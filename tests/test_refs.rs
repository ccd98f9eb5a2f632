// SPDX-License-Identifier: MIT
// SPDX-FileCopyrightText: 2025-2026 libworld contributors
//
// Reference counters: local/global counts, the one-shot zero watch (with
// the no-resurrection guarantee), the zero lock, and inherit.

use std::sync::atomic::{AtomicI32, AtomicU32, Ordering};
use std::sync::Arc;
use std::thread;
use std::time::{Duration, Instant};

use libworld::{Call, CallResult, RefCounter, World, WorldConfig, WorldError};

static COUNTER: AtomicU32 = AtomicU32::new(0);

fn unique_session() -> u32 {
    let n = COUNTER.fetch_add(1, Ordering::Relaxed);
    (std::process::id() & 0xffff) << 12 | (n & 0xfff) | 0x4000_0000
}

fn small_cfg(session: u32) -> WorldConfig {
    let mut cfg = WorldConfig::new(session);
    cfg.pool_size = 64 * 1024;
    cfg
}

#[test]
fn up_down_stat() {
    let session = unique_session();
    let master = World::create(small_cfg(session)).expect("create");
    let rc = RefCounter::init(&master, &master.default_pool()).expect("init");

    assert_eq!(rc.stat(&master).expect("stat"), 0);
    rc.up(&master, false).expect("up local");
    rc.up(&master, false).expect("up local");
    rc.up(&master, true).expect("up global");
    assert_eq!(rc.stat(&master).expect("stat"), 3);

    rc.down(&master, true).expect("down global");
    rc.down(&master, false).expect("down local");
    assert_eq!(rc.stat(&master).expect("stat"), 1);
    rc.down(&master, false).expect("down local");
    assert_eq!(rc.stat(&master).expect("stat"), 0);

    rc.destroy(&master).expect("destroy counter");
    master.destroy().expect("destroy");
}

#[test]
fn down_past_zero_is_a_bug() {
    let session = unique_session();
    let master = World::create(small_cfg(session)).expect("create");
    let rc = RefCounter::init(&master, &master.default_pool()).expect("init");

    match rc.down(&master, false) {
        Err(WorldError::Bug(_)) => {}
        other => panic!("expected Bug, got {other:?}"),
    }

    rc.destroy(&master).expect("destroy counter");
    master.destroy().expect("destroy");
}

#[test]
fn watch_fires_once_and_seals_the_counter() {
    let session = unique_session();
    let master = World::create(small_cfg(session)).expect("create");
    let pool = master.default_pool();

    let fired = Arc::new(AtomicI32::new(0));
    let seen_arg = Arc::new(AtomicI32::new(0));
    let fired_cb = Arc::clone(&fired);
    let arg_cb = Arc::clone(&seen_arg);
    let call = Call::init(&master, &pool, 0, move |_w, req| {
        fired_cb.fetch_add(1, Ordering::SeqCst);
        arg_cb.store(req.arg, Ordering::SeqCst);
        CallResult::Reply(0)
    })
    .expect("init call");

    let rc = RefCounter::init(&master, &pool).expect("init counter");
    rc.up(&master, false).expect("up");
    rc.up(&master, false).expect("up");
    rc.watch(&master, &call, 1234).expect("watch");

    // Second watch is refused.
    match rc.watch(&master, &call, 1) {
        Err(WorldError::Busy) => {}
        other => panic!("expected Busy, got {other:?}"),
    }

    rc.down(&master, false).expect("down");
    assert_eq!(fired.load(Ordering::SeqCst), 0, "watch fired early");

    rc.down(&master, false).expect("down to zero");
    assert_eq!(fired.load(Ordering::SeqCst), 1, "watch must fire at zero");
    assert_eq!(seen_arg.load(Ordering::SeqCst), 1234);

    // Sealed: the count stays at zero, late ups are refused.
    match rc.up(&master, false) {
        Err(WorldError::Destroyed) => {}
        other => panic!("expected Destroyed, got {other:?}"),
    }
    assert_eq!(fired.load(Ordering::SeqCst), 1);

    call.destroy(&master).expect("destroy call");
    master.destroy().expect("destroy");
}

#[test]
fn watch_on_zero_counter_is_invalid() {
    let session = unique_session();
    let master = World::create(small_cfg(session)).expect("create");
    let pool = master.default_pool();

    let call = Call::init(&master, &pool, 0, |_w, _req| CallResult::Reply(0)).expect("init call");
    let rc = RefCounter::init(&master, &pool).expect("init counter");

    match rc.watch(&master, &call, 0) {
        Err(WorldError::Invalid(_)) => {}
        other => panic!("expected Invalid, got {other:?}"),
    }

    rc.destroy(&master).expect("destroy counter");
    call.destroy(&master).expect("destroy call");
    master.destroy().expect("destroy");
}

#[test]
fn zero_lock_waits_for_zero_and_blocks_up() {
    let session = unique_session();
    let master = Arc::new(World::create(small_cfg(session)).expect("create"));
    let rc = RefCounter::init(&master, &master.default_pool()).expect("init");
    rc.up(&master, false).expect("up");

    // Another participant drops the last reference after a delay.
    let downer = thread::spawn(move || {
        let world = World::join(small_cfg(session)).expect("join");
        thread::sleep(Duration::from_millis(150));
        rc.down(&world, false).expect("down");
    });

    let start = Instant::now();
    rc.zero_lock(&master).expect("zero_lock");
    assert!(
        start.elapsed() >= Duration::from_millis(100),
        "zero_lock returned before the count was zero"
    );
    downer.join().unwrap();
    assert_eq!(rc.stat(&master).expect("stat"), 0);

    // While we hold the zero lock, an up from another participant waits.
    let upper = thread::spawn(move || {
        let world = World::join(small_cfg(session)).expect("join");
        let start = Instant::now();
        rc.up(&world, false).expect("up");
        start.elapsed()
    });

    thread::sleep(Duration::from_millis(150));
    assert_eq!(rc.stat(&master).expect("stat"), 0, "count moved under zero lock");
    rc.unlock(&master).expect("unlock");

    let waited = upper.join().unwrap();
    assert!(waited >= Duration::from_millis(100), "up did not wait for unlock");
    assert_eq!(rc.stat(&master).expect("stat"), 1);

    rc.destroy(&master).expect("destroy counter");
    Arc::try_unwrap(master).expect("sole owner").destroy().expect("destroy");
}

#[test]
fn zero_trylock_busy_on_nonzero() {
    let session = unique_session();
    let master = World::create(small_cfg(session)).expect("create");
    let rc = RefCounter::init(&master, &master.default_pool()).expect("init");

    rc.up(&master, false).expect("up");
    match rc.zero_trylock(&master) {
        Err(WorldError::Busy) => {}
        other => panic!("expected Busy, got {other:?}"),
    }

    rc.down(&master, false).expect("down");
    rc.zero_trylock(&master).expect("zero_trylock at zero");
    rc.unlock(&master).expect("unlock");

    rc.destroy(&master).expect("destroy counter");
    master.destroy().expect("destroy");
}

#[test]
fn unlock_requires_holder() {
    let session = unique_session();
    let master = World::create(small_cfg(session)).expect("create");
    let rc = RefCounter::init(&master, &master.default_pool()).expect("init");

    match rc.unlock(&master) {
        Err(WorldError::Invalid(_)) => {}
        other => panic!("expected Invalid, got {other:?}"),
    }

    rc.destroy(&master).expect("destroy counter");
    master.destroy().expect("destroy");
}

#[test]
fn inherit_moves_local_count() {
    let session = unique_session();
    let master = World::create(small_cfg(session)).expect("create");
    let pool = master.default_pool();

    let parent = RefCounter::init(&master, &pool).expect("init parent");
    let child = RefCounter::init(&master, &pool).expect("init child");

    child.up(&master, false).expect("up");
    child.up(&master, false).expect("up");
    parent.up(&master, false).expect("up");

    parent.inherit(&master, &child).expect("inherit");
    assert_eq!(parent.stat(&master).expect("stat"), 3);
    assert_eq!(child.stat(&master).expect("stat"), 0);

    match parent.inherit(&master, &parent) {
        Err(WorldError::Invalid(_)) => {}
        other => panic!("expected Invalid, got {other:?}"),
    }

    parent.destroy(&master).expect("destroy parent");
    child.destroy(&master).expect("destroy child");
    master.destroy().expect("destroy");
}

#[test]
fn destroyed_counter_refuses_everything() {
    let session = unique_session();
    let master = World::create(small_cfg(session)).expect("create");
    let rc = RefCounter::init(&master, &master.default_pool()).expect("init");

    rc.destroy(&master).expect("destroy counter");

    match rc.up(&master, false) {
        Err(WorldError::Destroyed) => {}
        other => panic!("expected Destroyed, got {other:?}"),
    }
    match rc.stat(&master) {
        Err(WorldError::Destroyed) => {}
        other => panic!("expected Destroyed, got {other:?}"),
    }
    match rc.destroy(&master) {
        Err(WorldError::Destroyed) => {}
        other => panic!("expected Destroyed, got {other:?}"),
    }

    master.destroy().expect("destroy");
}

■ ■ ■ ■ ■

§ **EXERCISE GOAL**:
In the entries above, some lines hold the string "sleep". Copy each of them.

§ **TASK SOLUTION**:
        thread::sleep(Duration::from_millis(150));
    thread::sleep(Duration::from_millis(150));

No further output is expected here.